The required response is the number of lines in the entries that include the word "CouponError", with nothing added.

• [INPUT RECORDS]:

---

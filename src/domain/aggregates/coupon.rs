//! Coupon record and validation

use chrono::{DateTime, Utc};
use rust_decimal::Decimal;
use serde::{Deserialize, Serialize};
use thiserror::Error;
use uuid::Uuid;

use crate::domain::value_objects::{CouponCode, Money};

/// Discount shape, tagged the way coupon documents store it
/// (`discount_type` + `discount_value`).
#[derive(Clone, Debug, PartialEq, Serialize, Deserialize)]
#[serde(
    tag = "discount_type",
    content = "discount_value",
    rename_all = "lowercase"
)]
pub enum DiscountKind {
    /// Percentage off the subtotal, 0-100.
    Percentage(Decimal),
    /// Fixed amount off the subtotal, in the cart currency.
    Fixed(Decimal),
}

impl DiscountKind {
    /// Fold the discount into a subtotal. A fixed discount larger than the
    /// subtotal floors the total at zero.
    pub fn apply(&self, subtotal: &Money) -> Money {
        match self {
            DiscountKind::Percentage(pct) => Money::new(
                subtotal.amount() * (Decimal::ONE - pct / Decimal::ONE_HUNDRED),
                subtotal.currency(),
            ),
            DiscountKind::Fixed(value) => subtotal.saturating_sub(*value),
        }
    }
}

/// A coupon as read from the coupon collection. Created, edited and deleted
/// by the admin collaborator; read-only from the cart's perspective.
#[derive(Clone, Debug, PartialEq, Serialize, Deserialize)]
pub struct Coupon {
    pub id: Uuid,
    pub code: CouponCode,
    #[serde(flatten)]
    pub discount: DiscountKind,
    pub is_active: bool,
    pub expires_at: Option<DateTime<Utc>>,
}

impl Coupon {
    /// Check that the coupon may be applied at `now`. Validation never
    /// mutates cart state; callers dispatch only on success.
    pub fn ensure_usable(&self, now: DateTime<Utc>) -> Result<(), CouponError> {
        if !self.is_active {
            return Err(CouponError::Inactive(self.code.clone()));
        }
        if let Some(expired_at) = self.expires_at.filter(|at| *at < now) {
            return Err(CouponError::Expired {
                code: self.code.clone(),
                expired_at,
            });
        }
        Ok(())
    }
}

#[derive(Debug, Clone, PartialEq, Error)]
pub enum CouponError {
    #[error("no coupon matches code {0}")]
    NotFound(CouponCode),

    #[error("coupon {0} is not active")]
    Inactive(CouponCode),

    #[error("coupon {code} expired at {expired_at}")]
    Expired {
        code: CouponCode,
        expired_at: DateTime<Utc>,
    },
}

#[cfg(test)]
mod tests {
    use super::*;
    use chrono::Duration;

    fn coupon(discount: DiscountKind, is_active: bool, expires_at: Option<DateTime<Utc>>) -> Coupon {
        Coupon {
            id: Uuid::new_v4(),
            code: CouponCode::new("BOW10").unwrap(),
            discount,
            is_active,
            expires_at,
        }
    }

    #[test]
    fn usable_when_active_and_unexpired() {
        let c = coupon(
            DiscountKind::Percentage(Decimal::TEN),
            true,
            Some(Utc::now() + Duration::days(1)),
        );
        assert!(c.ensure_usable(Utc::now()).is_ok());
    }

    #[test]
    fn inactive_coupon_is_rejected() {
        let c = coupon(DiscountKind::Percentage(Decimal::TEN), false, None);
        assert!(matches!(
            c.ensure_usable(Utc::now()),
            Err(CouponError::Inactive(_))
        ));
    }

    #[test]
    fn expired_coupon_is_rejected() {
        let expired_at = Utc::now() - Duration::hours(1);
        let c = coupon(DiscountKind::Fixed(Decimal::ONE), true, Some(expired_at));
        match c.ensure_usable(Utc::now()) {
            Err(CouponError::Expired { expired_at: at, .. }) => assert_eq!(at, expired_at),
            other => panic!("expected expired error, got {other:?}"),
        }
    }

    #[test]
    fn percentage_discount_applies() {
        let subtotal = Money::usd(Decimal::new(100, 0));
        let discounted = DiscountKind::Percentage(Decimal::TEN).apply(&subtotal);
        assert_eq!(discounted.amount(), Decimal::new(90, 0));
    }

    #[test]
    fn fixed_discount_never_goes_negative() {
        let subtotal = Money::usd(Decimal::new(3000, 0));
        let discounted = DiscountKind::Fixed(Decimal::new(5000, 0)).apply(&subtotal);
        assert_eq!(discounted.amount(), Decimal::ZERO);
    }

    #[test]
    fn coupon_serializes_with_flat_discount_fields() {
        let c = coupon(DiscountKind::Percentage(Decimal::TEN), true, None);
        let json = serde_json::to_value(&c).unwrap();
        assert_eq!(json["discount_type"], "percentage");
        assert_eq!(json["code"], "BOW10");
        let back: Coupon = serde_json::from_value(json).unwrap();
        assert_eq!(back, c);
    }
}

---

• [WORKED SOLUTION]: 6